* _YOUR ASSIGNMENT_
Only an exact reprint of all the data is acceptable.

* _MATERIAL FOR THIS EXERCISE_
────────

extern crate log;

use log::LevelFilter;
use std::process;
use syslog::{BasicLogger, Facility, Formatter3164};
use tracing_subscriber::EnvFilter;

use super::args::{Args, LogFormat};
use crate::config::{Config, VERSION};

pub fn init_logging(args: &Args, config: &Config) -> Result<(), Box<dyn std::error::Error>> {
    use log::info;

    init(args, config.general.syslog_prog_name.clone());
    info!("Welcome to pg_warden! (Version {VERSION})");
    Ok(())
}

fn init(args: &Args, syslog_name: Option<String>) {
    if let Some(syslog_name) = syslog_name {
        let formatter = Formatter3164 {
            facility: Facility::LOG_USER,
            hostname: None,
            process: syslog_name,
            pid: process::id(),
        };
        let syslog_logger = syslog::unix(formatter).unwrap();
        // max level in syslog mode is INFO (performance penalty for DEBUG).
        log::set_boxed_logger(Box::new(BasicLogger::new(syslog_logger)))
            .map(|()| log::set_max_level(LevelFilter::Info))
            .unwrap();
    } else {
        let filter = EnvFilter::from_default_env().add_directive(args.log_level.into());

        let trace_sub = tracing_subscriber::fmt()
            .with_env_filter(filter)
            .with_ansi(!args.no_color);

        match args.log_format {
            LogFormat::Structured => trace_sub.json().init(),
            LogFormat::Debug => trace_sub.pretty().init(),
            _ => trace_sub.init(),
        };
    }
}
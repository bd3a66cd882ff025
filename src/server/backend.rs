// A cached backend connection: the socket, the captured startup trace that
// gets replayed to reused clients, and the key data needed to cancel queries
// running on it.

use bytes::{BufMut, BytesMut};
use log::{error, info, warn};
use tokio::io::{AsyncReadExt, BufStream};

use crate::auth::scram_client::ScramSha256;
use crate::errors::{Error, ServerIdentifier};
use crate::pool::SlotAuth;
use crate::messages::constants::*;
use crate::messages::{
    md5_hash_password, read_message_data, read_message_header, simple_query, startup,
    terminate_message, write_all_flush, PgErrorMsg,
};
use crate::servers;

use super::stream::{create_tcp_stream_inner, create_unix_stream_inner, StreamInner};

/// The captured handshake keeps at most this many authentication frames.
pub const NUMBER_OF_SECURITY_MESSAGES: usize = 5;

pub struct ServerConn {
    /// Index into the server descriptor table.
    server: usize,

    stream: BufStream<StreamInner>,

    /// The 'R' frames of the authentication exchange, captured verbatim.
    auth_frames: Vec<BytesMut>,

    /// The backend's final ParameterStatus/BackendKeyData/ReadyForQuery
    /// sequence, captured verbatim for replay to a reused client.
    startup_trace: BytesMut,

    /// BackendKeyData, for CancelRequest support.
    backend_pid: i32,
    backend_secret: i32,

    /// The credential kind the backend demanded during the handshake.
    auth_kind: SlotAuth,

    bad: bool,

    connected_at: chrono::naive::NaiveDateTime,

    identifier: ServerIdentifier,
}

impl std::fmt::Display for ServerConn {
    fn fmt(&self, f: &mut std::fmt::Formatter) -> std::fmt::Result {
        write!(
            f,
            "[{}]-{}@server#{}",
            self.backend_pid, self.identifier.username, self.server
        )
    }
}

────────

* _RESULT OF THIS EXERCISE_
extern crate log;

use log::LevelFilter;
use std::process;
use syslog::{BasicLogger, Facility, Formatter3164};
use tracing_subscriber::EnvFilter;

use super::args::{Args, LogFormat};
use crate::config::{Config, VERSION};

pub fn init_logging(args: &Args, config: &Config) -> Result<(), Box<dyn std::error::Error>> {
    use log::info;

    init(args, config.general.syslog_prog_name.clone());
    info!("Welcome to pg_warden! (Version {VERSION})");
    Ok(())
}

fn init(args: &Args, syslog_name: Option<String>) {
    if let Some(syslog_name) = syslog_name {
        let formatter = Formatter3164 {
            facility: Facility::LOG_USER,
            hostname: None,
            process: syslog_name,
            pid: process::id(),
        };
        let syslog_logger = syslog::unix(formatter).unwrap();
        // max level in syslog mode is INFO (performance penalty for DEBUG).
        log::set_boxed_logger(Box::new(BasicLogger::new(syslog_logger)))
            .map(|()| log::set_max_level(LevelFilter::Info))
            .unwrap();
    } else {
        let filter = EnvFilter::from_default_env().add_directive(args.log_level.into());

        let trace_sub = tracing_subscriber::fmt()
            .with_env_filter(filter)
            .with_ansi(!args.no_color);

        match args.log_format {
            LogFormat::Structured => trace_sub.json().init(),
            LogFormat::Debug => trace_sub.pretty().init(),
            _ => trace_sub.init(),
        };
    }
}
repository bd3a66cd882ff025
filename src/server/backend.rs
// A cached backend connection: the socket, the captured startup trace that
// gets replayed to reused clients, and the key data needed to cancel queries
// running on it.

use bytes::{BufMut, BytesMut};
use log::{error, info, warn};
use tokio::io::{AsyncReadExt, BufStream};

use crate::auth::scram_client::ScramSha256;
use crate::errors::{Error, ServerIdentifier};
use crate::pool::SlotAuth;
use crate::messages::constants::*;
use crate::messages::{
    md5_hash_password, read_message_data, read_message_header, simple_query, startup,
    terminate_message, write_all_flush, PgErrorMsg,
};
use crate::servers;

use super::stream::{create_tcp_stream_inner, create_unix_stream_inner, StreamInner};

/// The captured handshake keeps at most this many authentication frames.
pub const NUMBER_OF_SECURITY_MESSAGES: usize = 5;

pub struct ServerConn {
    /// Index into the server descriptor table.
    server: usize,

    stream: BufStream<StreamInner>,

    /// The 'R' frames of the authentication exchange, captured verbatim.
    auth_frames: Vec<BytesMut>,

    /// The backend's final ParameterStatus/BackendKeyData/ReadyForQuery
    /// sequence, captured verbatim for replay to a reused client.
    startup_trace: BytesMut,

    /// BackendKeyData, for CancelRequest support.
    backend_pid: i32,
    backend_secret: i32,

    /// The credential kind the backend demanded during the handshake.
    auth_kind: SlotAuth,

    bad: bool,

    connected_at: chrono::naive::NaiveDateTime,

    identifier: ServerIdentifier,
}

impl std::fmt::Display for ServerConn {
    fn fmt(&self, f: &mut std::fmt::Formatter) -> std::fmt::Result {
        write!(
            f,
            "[{}]-{}@server#{}",
            self.backend_pid, self.identifier.username, self.server
        )
    }
}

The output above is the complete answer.